Tish, a Michigan woman, decides to buy a house in Alabama, the one her great-great-great-grandparents owned. She is ready for a change. Her fiance had been tragically killed just a few weeks before what was to be their wedding day. Her life has been going nowhere since.
But when she gets moved into her new house, she is shocked to find out that the people in the town, once they know her name, give her a cold shoulder. It seems her great-great-great-grandfather was a “carpet bagger,” taking advantage of the southern people after the Civil War. And no one in the town has forgotten it.
Add Mel to the story. She is a twenty year old runaway who has come back to her hometown, penniless and pretty much disowned by her family and Tish takes her in. And then there's George. He owns an antique store and has eyes for Tish.

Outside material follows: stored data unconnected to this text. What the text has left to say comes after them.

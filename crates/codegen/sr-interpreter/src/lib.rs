//! SSA module interpreter
//!
//! Executes a verified [`sr_ssa::Module`] directly, without a native backend.
//! Used to evaluate compiled programs in tests and by `sere run`.

pub mod interpreter;
pub mod value;

pub use interpreter::{DEFAULT_MAX_DEPTH, DEFAULT_MAX_STEPS, Interpreter, InterpreterError};
pub use value::{Pointer, Root, RtValue};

And there you have it. The book is longer than the plot deserves. It might have made a good short story. As a full length novel, the story drags. The issues with Mel, being good, then bad, then good, then bad, well, it is just repetitive. And the “romance” between Tish and George is stilted and drags on. Then the end is very quick. Suddenly, every one lives happily ever after.
Some of the characters are Christians, like Meg, who keeps meaning to find a church, as soon as she gets settled. Mel desperately prays to God to help her (even when she is doing something not exactly legal). That's pretty much it.
Meg Moseley lives with her husband in Atlanta, near the foothills of the southern Appalachians. This is her second novel.
WaterbrookMultnomah, 344 pages.
I received a complimentary egalley from the publisher for the purpose of this review.